### [YOUR INSTRUCTIONS]
Scan the entries below for the word "Insurance". Copy each line that has it.
____ RECORD EXTRACTS
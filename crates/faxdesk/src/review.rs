//! Review workflow over stored faxes.
//!
//! ```text
//! pending ─┐
//!          ├─ approve ──▶ approved ─┐
//! categorized ─ override ─▶ overridden ─┼─ mark_processed ─▶ processed
//! ```
//!
//! Approve and override may be repeated (last write wins). `processed` is
//! terminal for both; `mark_processed` and `delete` work from any state.

use std::str::FromStr;

use chrono::Utc;
use serde::{Deserialize, Serialize};

use crate::db::{fax_repo, feedback_repo, Database, FaxFilter};
use crate::error::ReviewError;
use crate::fax::{FaxCategory, FaxRecord, FaxStatus, FeedbackRecord, NewFeedback};

#[derive(Debug, Clone, Copy, PartialEq, Eq, Serialize, Deserialize)]
#[serde(rename_all = "lowercase")]
pub enum ReviewAction {
    Approve,
    Override,
}

impl FromStr for ReviewAction {
    type Err = String;

    fn from_str(s: &str) -> Result<Self, Self::Err> {
        match s.trim().to_lowercase().as_str() {
            "approve" => Ok(Self::Approve),
            "override" => Ok(Self::Override),
            other => Err(format!("unknown review action '{}'", other)),
        }
    }
}

#[derive(Debug, Clone, Deserialize)]
pub struct ReviewRequest {
    pub action: ReviewAction,
    #[serde(default)]
    pub category: Option<FaxCategory>,
    #[serde(default)]
    pub reason: Option<String>,
    #[serde(default)]
    pub reviewer: Option<String>,
}

impl ReviewRequest {
    pub fn approve(reviewer: Option<String>) -> Self {
        Self {
            action: ReviewAction::Approve,
            category: None,
            reason: None,
            reviewer,
        }
    }

    pub fn override_to(
        category: FaxCategory,
        reason: Option<String>,
        reviewer: Option<String>,
    ) -> Self {
        Self {
            action: ReviewAction::Override,
            category: Some(category),
            reason,
            reviewer,
        }
    }
}

#[derive(Debug, Clone, PartialEq, Serialize)]
pub struct ReviewOutcome {
    pub id: i64,
    pub status: FaxStatus,
    pub final_category: Option<FaxCategory>,
    pub was_overridden: bool,
    pub message: String,
}

#[derive(Debug, Clone, PartialEq, Eq, Serialize)]
pub struct BatchOutcome {
    pub processed: usize,
    pub failed: usize,
    pub message: String,
}

/// One page of a listing.
#[derive(Debug, Clone, Serialize)]
pub struct FaxPage {
    pub items: Vec<FaxRecord>,
    pub total: u64,
}

#[derive(Clone)]
pub struct ReviewWorkflow {
    db: Database,
}

impl ReviewWorkflow {
    pub fn new(db: Database) -> Self {
        Self { db }
    }

    /// Full record including extracted text.
    pub fn get(&self, id: i64) -> Result<FaxRecord, ReviewError> {
        fax_repo::find_by_id(&self.db, id)?.ok_or(ReviewError::NotFound(id))
    }

    /// Filtered listing without extracted text.
    pub fn list(&self, filter: &FaxFilter) -> Result<FaxPage, ReviewError> {
        let (items, total) = fax_repo::query(&self.db, filter)?;
        Ok(FaxPage {
            items: items.into_iter().map(FaxRecord::without_text).collect(),
            total,
        })
    }

    /// Faxes waiting for review, most urgent first.
    pub fn queue(&self, limit: Option<u64>, offset: Option<u64>) -> Result<FaxPage, ReviewError> {
        self.list(&FaxFilter {
            status: Some(FaxStatus::Categorized),
            limit,
            offset,
            ..Default::default()
        })
    }

    pub fn feedback_for(&self, id: i64) -> Result<Vec<FeedbackRecord>, ReviewError> {
        Ok(feedback_repo::list_for_fax(&self.db, id)?)
    }

    pub fn review(&self, id: i64, request: &ReviewRequest) -> Result<ReviewOutcome, ReviewError> {
        match request.action {
            ReviewAction::Approve => self.approve(id, request.reviewer.as_deref()),
            ReviewAction::Override => self.override_category(
                id,
                request.category,
                request.reason.as_deref(),
                request.reviewer.as_deref(),
            ),
        }
    }

    /// Accepts the AI category as final.
    pub fn approve(&self, id: i64, reviewer: Option<&str>) -> Result<ReviewOutcome, ReviewError> {
        let record = self.db.with_tx(|tx| -> Result<FaxRecord, ReviewError> {
            let fax = fax_repo::find_in(tx, id)?.ok_or(ReviewError::NotFound(id))?;
            ensure_reviewable(&fax)?;
            fax_repo::mark_approved(tx, id, reviewer, &Utc::now())?;
            fax_repo::find_in(tx, id)?.ok_or(ReviewError::NotFound(id))
        })?;

        log::info!("Fax {} approved as {:?}", id, record.final_category);
        Ok(outcome(record, "AI categorization approved.".to_string()))
    }

    /// Replaces the AI category and records one feedback entry.
    pub fn override_category(
        &self,
        id: i64,
        category: Option<FaxCategory>,
        reason: Option<&str>,
        reviewer: Option<&str>,
    ) -> Result<ReviewOutcome, ReviewError> {
        let category = category.ok_or_else(|| {
            ReviewError::Validation("Category is required for override action".to_string())
        })?;

        let record = self.db.with_tx(|tx| -> Result<FaxRecord, ReviewError> {
            let fax = fax_repo::find_in(tx, id)?.ok_or(ReviewError::NotFound(id))?;
            ensure_reviewable(&fax)?;

            feedback_repo::insert_in(
                tx,
                &NewFeedback {
                    fax_id: id,
                    ai_category: fax.ai_category.unwrap_or(FaxCategory::Unknown),
                    correct_category: category,
                    feedback_text: reason.map(str::to_string),
                    submitted_by: reviewer.map(str::to_string),
                },
            )?;
            fax_repo::mark_overridden(tx, id, category, reason, reviewer, &Utc::now())?;
            fax_repo::find_in(tx, id)?.ok_or(ReviewError::NotFound(id))
        })?;

        log::info!("Fax {} overridden to {}", id, category);
        Ok(outcome(
            record,
            format!("Category overridden to {}.", category),
        ))
    }

    /// Applies `request` to every id independently. Failures are counted,
    /// never raised.
    pub fn batch_review(&self, ids: &[i64], request: &ReviewRequest) -> BatchOutcome {
        let mut processed = 0;
        let mut failed = 0;

        for &id in ids {
            match self.review(id, request) {
                Ok(_) => processed += 1,
                Err(e) => {
                    log::warn!("Batch review of fax {} failed: {}", id, e);
                    failed += 1;
                }
            }
        }

        BatchOutcome {
            processed,
            failed,
            message: format!("Processed {} faxes, {} failed.", processed, failed),
        }
    }

    pub fn batch_approve(&self, ids: &[i64], reviewer: Option<String>) -> BatchOutcome {
        self.batch_review(ids, &ReviewRequest::approve(reviewer))
    }

    /// Files a fax without formal review. Allowed from any state.
    pub fn mark_processed(&self, id: i64) -> Result<(), ReviewError> {
        match fax_repo::update_status(&self.db, id, FaxStatus::Processed, &Utc::now())? {
            0 => Err(ReviewError::NotFound(id)),
            _ => {
                log::info!("Fax {} marked processed", id);
                Ok(())
            }
        }
    }

    /// Removes a fax and its feedback.
    pub fn delete(&self, id: i64) -> Result<(), ReviewError> {
        if fax_repo::delete(&self.db, id)? {
            log::info!("Fax {} deleted", id);
            Ok(())
        } else {
            Err(ReviewError::NotFound(id))
        }
    }

    /// Records a correction without changing the fax itself.
    pub fn submit_feedback(
        &self,
        fax_id: i64,
        correct_category: FaxCategory,
        feedback_text: Option<String>,
        submitted_by: Option<String>,
    ) -> Result<FeedbackRecord, ReviewError> {
        let fax = self.get(fax_id)?;
        let feedback_id = feedback_repo::insert(
            &self.db,
            &NewFeedback {
                fax_id,
                ai_category: fax.ai_category.unwrap_or(FaxCategory::Unknown),
                correct_category,
                feedback_text,
                submitted_by,
            },
        )?;

        feedback_repo::list_for_fax(&self.db, fax_id)?
            .into_iter()
            .find(|f| f.id == feedback_id)
            .ok_or(ReviewError::NotFound(fax_id))
    }
}

fn ensure_reviewable(fax: &FaxRecord) -> Result<(), ReviewError> {
    if fax.status.is_terminal() {
        return Err(ReviewError::Validation(format!(
            "Fax {} is already {}",
            fax.id, fax.status
        )));
    }
    Ok(())
}

fn outcome(record: FaxRecord, message: String) -> ReviewOutcome {
    ReviewOutcome {
        id: record.id,
        status: record.status,
        final_category: record.final_category,
        was_overridden: record.was_overridden,
        message,
    }
}

#[cfg(test)]
mod tests {
    use super::*;
    use crate::db::fax_repo::tests::sample_fax;

    fn setup() -> (ReviewWorkflow, Database) {
        let db = Database::open_in_memory().unwrap();
        (ReviewWorkflow::new(db.clone()), db)
    }

    fn add(db: &Database, hash: &str) -> i64 {
        fax_repo::insert(db, &sample_fax(hash)).unwrap().id
    }

    #[test]
    fn test_approve_sets_final_category() {
        let (review, db) = setup();
        let id = add(&db, "a");

        let out = review.approve(id, Some("alice")).unwrap();
        assert_eq!(out.status, FaxStatus::Approved);
        assert_eq!(out.final_category, Some(FaxCategory::Billing));
        assert!(!out.was_overridden);

        let again = review.approve(id, Some("alice")).unwrap();
        assert_eq!(again.status, FaxStatus::Approved);
    }

    #[test]
    fn test_override_requires_category() {
        let (review, db) = setup();
        let id = add(&db, "a");

        let err = review.override_category(id, None, None, None).unwrap_err();
        assert!(matches!(err, ReviewError::Validation(_)));
        assert_eq!(feedback_repo::count(&db, None).unwrap(), 0);
    }

    #[test]
    fn test_override_records_one_feedback() {
        let (review, db) = setup();
        let id = add(&db, "a");

        let out = review
            .override_category(
                id,
                Some(FaxCategory::Insurance),
                Some("EOB form"),
                Some("bob"),
            )
            .unwrap();
        assert_eq!(out.status, FaxStatus::Overridden);
        assert_eq!(out.final_category, Some(FaxCategory::Insurance));
        assert!(out.was_overridden);

        let feedback = review.feedback_for(id).unwrap();
        assert_eq!(feedback.len(), 1);
        assert_eq!(feedback[0].ai_category, FaxCategory::Billing);
        assert_eq!(feedback[0].correct_category, FaxCategory::Insurance);

        let stored = review.get(id).unwrap();
        assert_eq!(stored.override_reason.as_deref(), Some("EOB form"));
    }

    #[test]
    fn test_not_found_is_distinct_from_validation() {
        let (review, _db) = setup();
        assert!(matches!(review.approve(99, None), Err(ReviewError::NotFound(99))));
        assert!(matches!(
            review.override_category(99, Some(FaxCategory::Billing), None, None),
            Err(ReviewError::NotFound(99))
        ));
        assert!(matches!(review.mark_processed(99), Err(ReviewError::NotFound(99))));
        assert!(matches!(review.delete(99), Err(ReviewError::NotFound(99))));
    }

    #[test]
    fn test_processed_is_terminal_for_review() {
        let (review, db) = setup();
        let id = add(&db, "a");
        review.mark_processed(id).unwrap();

        assert!(matches!(review.approve(id, None), Err(ReviewError::Validation(_))));
        assert_eq!(review.get(id).unwrap().status, FaxStatus::Processed);
        review.mark_processed(id).unwrap();
    }

    #[test]
    fn test_batch_isolates_failures() {
        let (review, db) = setup();
        let ids = vec![add(&db, "a"), 4242, add(&db, "b"), add(&db, "c")];

        let out = review.batch_approve(&ids, Some("carol".into()));
        assert_eq!(out.processed, 3);
        assert_eq!(out.failed, 1);
        assert_eq!(out.message, "Processed 3 faxes, 1 failed.");
    }

    #[test]
    fn test_batch_override_without_category_fails_every_id() {
        let (review, db) = setup();
        let ids = vec![add(&db, "a"), add(&db, "b")];
        let request = ReviewRequest {
            action: ReviewAction::Override,
            category: None,
            reason: None,
            reviewer: None,
        };

        let out = review.batch_review(&ids, &request);
        assert_eq!((out.processed, out.failed), (0, 2));
    }

    #[test]
    fn test_delete_removes_feedback() {
        let (review, db) = setup();
        let id = add(&db, "a");
        review
            .override_category(id, Some(FaxCategory::Referrals), None, None)
            .unwrap();

        review.delete(id).unwrap();
        assert_eq!(feedback_repo::count(&db, None).unwrap(), 0);
        assert!(matches!(review.get(id), Err(ReviewError::NotFound(_))));
    }

    #[test]
    fn test_submit_feedback_keeps_fax_unchanged() {
        let (review, db) = setup();
        let id = add(&db, "a");

        let fb = review
            .submit_feedback(id, FaxCategory::Administrative, Some("memo".into()), None)
            .unwrap();
        assert_eq!(fb.fax_id, id);
        assert_eq!(fb.ai_category, FaxCategory::Billing);
        assert_eq!(review.get(id).unwrap().status, FaxStatus::Categorized);

        assert!(matches!(
            review.submit_feedback(77, FaxCategory::Billing, None, None),
            Err(ReviewError::NotFound(77))
        ));
    }

    #[test]
    fn test_queue_lists_categorized_without_text() {
        let (review, db) = setup();
        let a = add(&db, "a");
        add(&db, "b");
        review.approve(a, None).unwrap();

        let page = review.queue(None, None).unwrap();
        assert_eq!(page.total, 1);
        assert!(page.items.iter().all(|f| f.raw_text.is_none()));
    }

    #[test]
    fn test_action_parsing() {
        assert_eq!("Approve".parse::<ReviewAction>().unwrap(), ReviewAction::Approve);
        assert!("reject".parse::<ReviewAction>().is_err());
    }
}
________
### [OUTPUT FOR THIS TASK]
                Some(FaxCategory::Insurance),
        assert_eq!(out.final_category, Some(FaxCategory::Insurance));
        assert_eq!(feedback[0].correct_category, FaxCategory::Insurance);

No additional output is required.